DESCRIPTION OF THE TASK -> Only the lines below starting at the one containing "label, and the" and ending at the one containing "#[derive(Debug, Clone, Copy, PartialEq, Eq, Hash)]" belong in the answer, each copied exactly.
[[ INPUT DATA open ]]
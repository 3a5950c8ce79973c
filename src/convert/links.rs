//! Link Resolver: fills head/deprel or SRL roles from typed `linkGrp`s.
//!
//! All three layers share one algorithm. They differ in the `linkGrp`
//! type they read, the prefix stripped from each `ana` label, and the
//! label that marks the virtual root:
//!
//! | layer | group     | label prefix | root    |
//! |-------|-----------|--------------|---------|
//! | UD    | `UD-SYN`  | `ud-syn:`    | `root`  |
//! | JOS   | `JOS-SYN` | `jos-syn:`   | `modra` |
//! | SRL   | `SRL`     | `srl:`       | -       |

use smol_str::SmolStr;

use super::msd::{position_of, strip_fixed_prefix};
use crate::conllu::{Sentence, misc};
use crate::error::{ConvertError, Result};
use crate::tei::{Element, attr, tag};

/// A typed link annotation layer.
#[derive(Debug, Clone, Copy, PartialEq, Eq, Hash)]
pub enum LinkLayer {
    Ud,
    Jos,
    Srl,
}

impl LinkLayer {
    /// Value of the `linkGrp/@type` attribute for this layer.
    pub fn group_type(self) -> &'static str {
        match self {
            Self::Ud => "UD-SYN",
            Self::Jos => "JOS-SYN",
            Self::Srl => "SRL",
        }
    }

    /// Length of the label prefix on `link/@ana`.
    pub fn label_prefix_len(self) -> usize {
        match self {
            Self::Ud => 7,
            Self::Jos => 8,
            Self::Srl => 4,
        }
    }

    /// Label whose head is the virtual root (position 0).
    pub fn root_label(self) -> Option<&'static str> {
        match self {
            Self::Ud => Some("root"),
            Self::Jos => Some("modra"),
            Self::Srl => None,
        }
    }
}

/// Counters from resolving one or more link groups.
#[derive(Debug, Clone, Copy, Default, PartialEq, Eq)]
pub struct LinkStats {
    pub applied: usize,
    /// Links that replaced an assignment made earlier in the same layer.
    pub overwritten: usize,
}

impl LinkStats {
    pub fn merge(&mut self, other: LinkStats) {
        self.applied += other.applied;
        self.overwritten += other.overwritten;
    }
}

/// Whether the sentence has any `linkGrp` at all.
pub fn has_link_groups(sentence: &Element) -> bool {
    sentence.tei_children(tag::LINK_GROUP).next().is_some()
}

/// Resolve every link of `layer` in the source sentence onto `out`.
///
/// A sentence without a group of this type is left untouched. When two
/// links address the same dependent, the later one wins.
pub fn resolve_links(layer: LinkLayer, source: &Element, out: &mut Sentence) -> Result<LinkStats> {
    let mut stats = LinkStats::default();
    let mut assigned = vec![false; out.len()];

    let groups = source
        .tei_children(tag::LINK_GROUP)
        .filter(|group| group.attr(attr::TYPE) == Some(layer.group_type()));

    for group in groups {
        for link in group.tei_children(tag::LINK) {
            let dependent = match layer {
                LinkLayer::Ud | LinkLayer::Jos => apply_dependency(layer, link, out)?,
                LinkLayer::Srl => apply_role(link, out)?,
            };

            stats.applied += 1;
            let slot = &mut assigned[dependent - 1];
            if *slot {
                stats.overwritten += 1;
                tracing::warn!(
                    "{} link {} overwrites an earlier assignment for token {}",
                    layer.group_type(),
                    link.describe(),
                    dependent
                );
            }
            *slot = true;
        }
    }

    Ok(stats)
}

/// Apply one head/dependent link, returning the dependent position.
fn apply_dependency(layer: LinkLayer, link: &Element, out: &mut Sentence) -> Result<usize> {
    let label = link_label(layer, link)?;
    let target = link.require_attr(attr::TARGET)?;

    let mut refs = target.split_whitespace();
    let (Some(head_ref), Some(dependent_ref), None) = (refs.next(), refs.next(), refs.next())
    else {
        return Err(ConvertError::invalid_attribute(format!(
            "target '{target}' on {} must name a head and a dependent",
            link.describe()
        )));
    };

    let head = if layer.root_label() == Some(label) {
        0
    } else {
        let head = position_of(head_ref)?;
        if head > out.len() {
            return Err(out_of_range(head_ref, head, out));
        }
        head
    };
    let dependent = position_of(dependent_ref)?;

    let len = out.len();
    let token = out
        .token_mut(dependent)
        .ok_or_else(|| ConvertError::unresolved(range_message(dependent_ref, dependent, len)))?;
    token.head = Some(head);
    token.deprel = Some(SmolStr::new(label));

    Ok(dependent)
}

/// Apply one semantic role link, returning the dependent position.
fn apply_role(link: &Element, out: &mut Sentence) -> Result<usize> {
    let label = link_label(LinkLayer::Srl, link)?;
    let target = link.require_attr(attr::TARGET)?;
    let dependent_ref = target.split_whitespace().last().ok_or_else(|| {
        ConvertError::invalid_attribute(format!("empty target on {}", link.describe()))
    })?;
    let dependent = position_of(dependent_ref)?;

    let len = out.len();
    let token = out
        .token_mut(dependent)
        .ok_or_else(|| ConvertError::unresolved(range_message(dependent_ref, dependent, len)))?;
    token.set_misc(misc::SRL, label);

    Ok(dependent)
}

fn link_label<'a>(layer: LinkLayer, link: &'a Element) -> Result<&'a str> {
    let ana = link.require_attr(attr::ANA)?;
    strip_fixed_prefix(ana, layer.label_prefix_len(), "link ana")
}

fn out_of_range(reference: &str, position: usize, out: &Sentence) -> ConvertError {
    ConvertError::unresolved(range_message(reference, position, out.len()))
}

fn range_message(reference: &str, position: usize, len: usize) -> String {
    format!("'{reference}' (position {position}) is outside a sentence of {len} tokens")
}
//! Micro-parsers for packed attribute strings.
//!
//! - word descriptors: `UposTag=NOUN|Case=Nom|Gender=Fem|Number=Sing`
//! - punctuation descriptors: `UposTag=PUNCT`
//! - analysis codes: `mte:Somei` (xpos is everything after `mte:`)
//! - token references: `#ssj1.1.1.t3` (position 3)

use smol_str::SmolStr;

use crate::conllu::FieldMap;
use crate::error::{ConvertError, Result};

/// Length of the `UposTag=` prefix on word descriptors.
pub const WORD_MSD_PREFIX_LEN: usize = 8;

/// Length of the `mte:` prefix on analysis codes.
pub const XPOS_PREFIX_LEN: usize = 4;

/// A decoded morphosyntactic descriptor.
#[derive(Debug, Clone, PartialEq, Eq)]
pub struct Msd {
    pub tag: SmolStr,
    /// `None` for punctuation, which never carries features.
    pub feats: Option<FieldMap>,
}

/// Decode a word descriptor into its coarse tag and feature map.
pub fn decode_word_msd(msd: &str) -> Result<Msd> {
    let mut pieces = msd.split('|');
    let head = pieces.next().unwrap_or_default();
    let tag = strip_fixed_prefix(head, WORD_MSD_PREFIX_LEN, "msd")?;

    let mut feats = FieldMap::new();
    for piece in pieces {
        let (name, value) = split_pair(piece).ok_or_else(|| {
            ConvertError::invalid_attribute(format!(
                "feature '{piece}' in msd '{msd}' is not a name=value pair"
            ))
        })?;
        feats.insert(name.to_string(), value.to_string());
    }

    Ok(Msd {
        tag: SmolStr::new(tag),
        feats: Some(feats),
    })
}

/// Decode a single-field punctuation descriptor (`name=value`) into its tag.
pub fn decode_punct_msd(msd: &str) -> Result<Msd> {
    let (_, tag) = split_pair(msd).ok_or_else(|| {
        ConvertError::invalid_attribute(format!("punctuation msd '{msd}' is not a name=value pair"))
    })?;
    Ok(Msd {
        tag: SmolStr::new(tag),
        feats: None,
    })
}

/// The xpos tag carried by an analysis code.
pub fn decode_xpos(ana: &str) -> Result<&str> {
    strip_fixed_prefix(ana, XPOS_PREFIX_LEN, "ana")
}

/// Sentence-relative position encoded in a token id or reference.
///
/// The final `.`-segment with its first character dropped is the 1-based
/// position: `ssj1.1.1.t3` and `#ssj1.1.1.t3` are both position 3.
pub fn position_of(reference: &str) -> Result<usize> {
    let segment = reference.rsplit('.').next().unwrap_or_default();
    let mut chars = segment.chars();
    chars.next();
    chars.as_str().parse().map_err(|_| {
        ConvertError::invalid_attribute(format!(
            "reference '{reference}' does not end in a numbered token id"
        ))
    })
}

/// Drop a fixed-length prefix, failing if the value is too short.
pub(crate) fn strip_fixed_prefix<'a>(value: &'a str, len: usize, what: &str) -> Result<&'a str> {
    value.get(len..).ok_or_else(|| {
        ConvertError::invalid_attribute(format!(
            "{what} '{value}' is missing its {len}-character prefix"
        ))
    })
}

/// Split `name=value`, requiring exactly one `=`.
fn split_pair(piece: &str) -> Option<(&str, &str)> {
    let (name, value) = piece.split_once('=')?;
    if value.contains('=') {
        return None;
    }
    Some((name, value))
}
[[ INPUT DATA closed ]]
EXERCISE OUTPUT ->
//! type they read, the prefix stripped from each `ana` label, and the
//! label that marks the virtual root:
//!
//! | layer | group     | label prefix | root    |
//! |-------|-----------|--------------|---------|
//! | UD    | `UD-SYN`  | `ud-syn:`    | `root`  |
//! | JOS   | `JOS-SYN` | `jos-syn:`   | `modra` |
//! | SRL   | `SRL`     | `srl:`       | -       |

use smol_str::SmolStr;

use super::msd::{position_of, strip_fixed_prefix};
use crate::conllu::{Sentence, misc};
use crate::error::{ConvertError, Result};
use crate::tei::{Element, attr, tag};

/// A typed link annotation layer.
#[derive(Debug, Clone, Copy, PartialEq, Eq, Hash)]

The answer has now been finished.